Ставь WireGuard и не люби мозги

(22) Это решение проблемы? Ты даже не привёл ни одного аргумента в пользу WireGuard. С таким же успехом можно было сказать: "Не пользуйся VPN".

(23) Послушай (22) дело говорит. Wintun - это драйвер от wireguard.

(24) Я в курсе, чей это драйвер. Но почему переход на WireGuard - это решение проблемы, описанной в посте, мне почему-то никто так и не объяснил. Как и не объяснил преимуществ WireGuard перед OpenVPN.

(25) Как её решить-то, если она возникает раз в несколько дней и никаких следов после себя не оставляет.
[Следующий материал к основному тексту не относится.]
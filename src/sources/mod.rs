//! Upstream source adapters
//!
//! Each adapter wraps exactly one upstream call and returns either a
//! normalized [`Reading`] or a typed [`SourceFailure`]. Adapters never retry;
//! the fallback order lives in the orchestrator.

pub mod airkorea;
pub mod kma;

use anyhow::{Context, Result};
use async_trait::async_trait;
use chrono::{DateTime, Utc};
use reqwest::{Client, RequestBuilder};
use serde::de::DeserializeOwned;
use std::time::Duration;
use tracing::debug;

use crate::error::SourceFailure;
use crate::grid::{GridCoordinate, TmCoordinate};
use crate::models::{GeoPoint, Reading, SourceLabel};

pub use airkorea::{AirKoreaClient, AirQualitySource, NearbyStation, StationLookup};
pub use kma::{AsosSource, KmaClient, NowcastSource, ShortForecastSource, VillageForecastSource};

/// Everything an adapter needs to query one point
#[derive(Debug, Clone)]
pub struct PointQuery {
    pub point: GeoPoint,
    pub grid: GridCoordinate,
    pub tm: TmCoordinate,
    pub now: DateTime<Utc>,
}

impl PointQuery {
    #[must_use]
    pub fn new(point: GeoPoint, now: DateTime<Utc>) -> Self {
        let grid = point.grid();
        let tm = point.tm();
        Self {
            point,
            grid,
            tm,
            now,
        }
    }
}

/// One upstream data source
#[async_trait]
pub trait SourceClient: Send + Sync {
    /// Label stamped on readings from this source
    fn label(&self) -> SourceLabel;

    /// Issue the single upstream call for `query`.
    async fn fetch(&self, query: &PointQuery) -> std::result::Result<Reading, SourceFailure>;
}

/// Shared HTTP client; the connection pool is reused by every adapter.
pub fn build_http_client(timeout: Duration) -> Result<Client> {
    Client::builder()
        .timeout(timeout)
        .user_agent(concat!("Poseidon/", env!("CARGO_PKG_VERSION")))
        .build()
        .with_context(|| "Failed to create HTTP client")
}

/// Portal keys are often handed out percent-encoded; send them decoded.
#[must_use]
pub fn decode_service_key(raw: &str) -> String {
    if raw.contains('%') {
        urlencoding::decode(raw)
            .map(|decoded| decoded.into_owned())
            .unwrap_or_else(|_| raw.to_string())
    } else {
        raw.to_string()
    }
}

/// Send a request and decode its JSON body.
pub(crate) async fn fetch_json<T: DeserializeOwned>(
    request: RequestBuilder,
    what: &str,
) -> std::result::Result<T, SourceFailure> {
    let response = request
        .send()
        .await
        .map_err(|e| SourceFailure::UpstreamUnreachable(format!("{what}: {e}")))?;

    let status = response.status();
    debug!("{} responded with {}", what, status);
    if !status.is_success() {
        return Err(SourceFailure::UpstreamUnreachable(format!(
            "{what}: HTTP {status}"
        )));
    }

    let body = response
        .text()
        .await
        .map_err(|e| SourceFailure::UpstreamUnreachable(format!("{what}: {e}")))?;

    serde_json::from_str(&body).map_err(|e| {
        let preview: String = body.chars().take(120).collect();
        SourceFailure::SchemaMismatch(format!("{what}: {e} (body starts with {preview:?})"))
    })
}

/// Lenient numeric parse of upstream string values.
///
/// Empty strings and `-` mean "not measured". Trailing units such as
/// `"1.5mm"` are ignored.
#[must_use]
pub fn parse_number(raw: &str) -> Option<f64> {
    let trimmed = raw.trim();
    let end = trimmed
        .char_indices()
        .find(|&(i, c)| !(c.is_ascii_digit() || c == '.' || (i == 0 && (c == '-' || c == '+'))))
        .map_or(trimmed.len(), |(i, _)| i);
    trimmed[..end].parse::<f64>().ok()
}
//! Query location model

use serde::{Deserialize, Serialize};

use crate::grid::{self, GridCoordinate, TmCoordinate};

/// A statically configured query location (a city or observation site)
#[derive(Debug, Serialize, Deserialize, Clone, PartialEq)]
#[serde(rename_all = "camelCase")]
pub struct GeoPoint {
    /// Display name, also the key into the synthetic baseline table
    pub name: String,
    /// Latitude in decimal degrees
    pub latitude: f64,
    /// Longitude in decimal degrees
    pub longitude: f64,
    /// Ground-observation station id, when one is nearby
    #[serde(default, skip_serializing_if = "Option::is_none")]
    pub station_id: Option<String>,
    /// Air-quality station name, when one is assigned
    #[serde(default, skip_serializing_if = "Option::is_none")]
    pub air_station: Option<String>,
}

impl GeoPoint {
    /// Create a new point
    #[must_use]
    pub fn new(name: impl Into<String>, latitude: f64, longitude: f64) -> Self {
        Self {
            name: name.into(),
            latitude,
            longitude,
            station_id: None,
            air_station: None,
        }
    }

    #[must_use]
    pub fn with_station(mut self, station_id: impl Into<String>) -> Self {
        self.station_id = Some(station_id.into());
        self
    }

    #[must_use]
    pub fn with_air_station(mut self, station_name: impl Into<String>) -> Self {
        self.air_station = Some(station_name.into());
        self
    }

    /// Forecast grid cell for this point
    #[must_use]
    pub fn grid(&self) -> GridCoordinate {
        grid::to_grid(self.latitude, self.longitude)
    }

    /// Approximate TM coordinate for station lookup
    #[must_use]
    pub fn tm(&self) -> TmCoordinate {
        grid::to_tm(self.latitude, self.longitude)
    }

    /// Format location as coordinates string
    #[must_use]
    pub fn format_coordinates(&self) -> String {
        format!("{:.4}, {:.4}", self.latitude, self.longitude)
    }

    /// Whether the coordinates are finite and inside WGS84 bounds
    #[must_use]
    pub fn has_valid_coordinates(&self) -> bool {
        self.latitude.is_finite()
            && self.longitude.is_finite()
            && (-90.0..=90.0).contains(&self.latitude)
            && (-180.0..=180.0).contains(&self.longitude)
    }
}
Возможно, вам просто повезло натолкнуться на какие-то остаточные явления после недавних проблем с обновлениями для семейства Вин10/11, когда были массовые проблемы с ВПН. Я бы всё-таки вот сюда покопал: (12) — любопытно, кто же всё-таки режим запуска службы меняет. Это ведь может быть как Виндовс, так и ОпенВПН — и это сильно разные ситуации будут.

(23) > аргументы в пользу WireGuard

WireGuard — это очень стильно, модно и молодёжно. Если вам меньше 25, то пользоваться унылым пенсионерским ОпенВПН просто даже немного неприлично как-то.

(26) Может быть. Пока что не падает до сих пор, поэтому и анализировать нечего.
(27) А если мне 35, и хочется не молодёжно, а надёжно?

(28) Тогда наверное мне кажется вам лучше было оставаться на компромиссной ветке 2.4, её ведь специально для утомлённых жизнью предпенсионеров типа нас и поддерживают до сих пор, вот даже есть боле лимение свежий крайний релиз за нумером 2.4.12 от 17 марта сего года, так что Смотрящий сразу всё верно сказал: (1) — сразу видно, тоже человек немолодой, понимает почём фунт лиха.

Попробовал и то и другое. По факту, wireguard не замена openvpn, а альтернатива. Она поддерживается нормально в микротике в 7 версии. wireguard намного проще настраивать на смартфонах. Но, wireguard не настолько гибкий, например в нём нет l2-туннелей (tap), то есть его в бридж не объединишь с локальным сетевым интерфейсом.

persist-key Убери с конфига сервера и все заработает.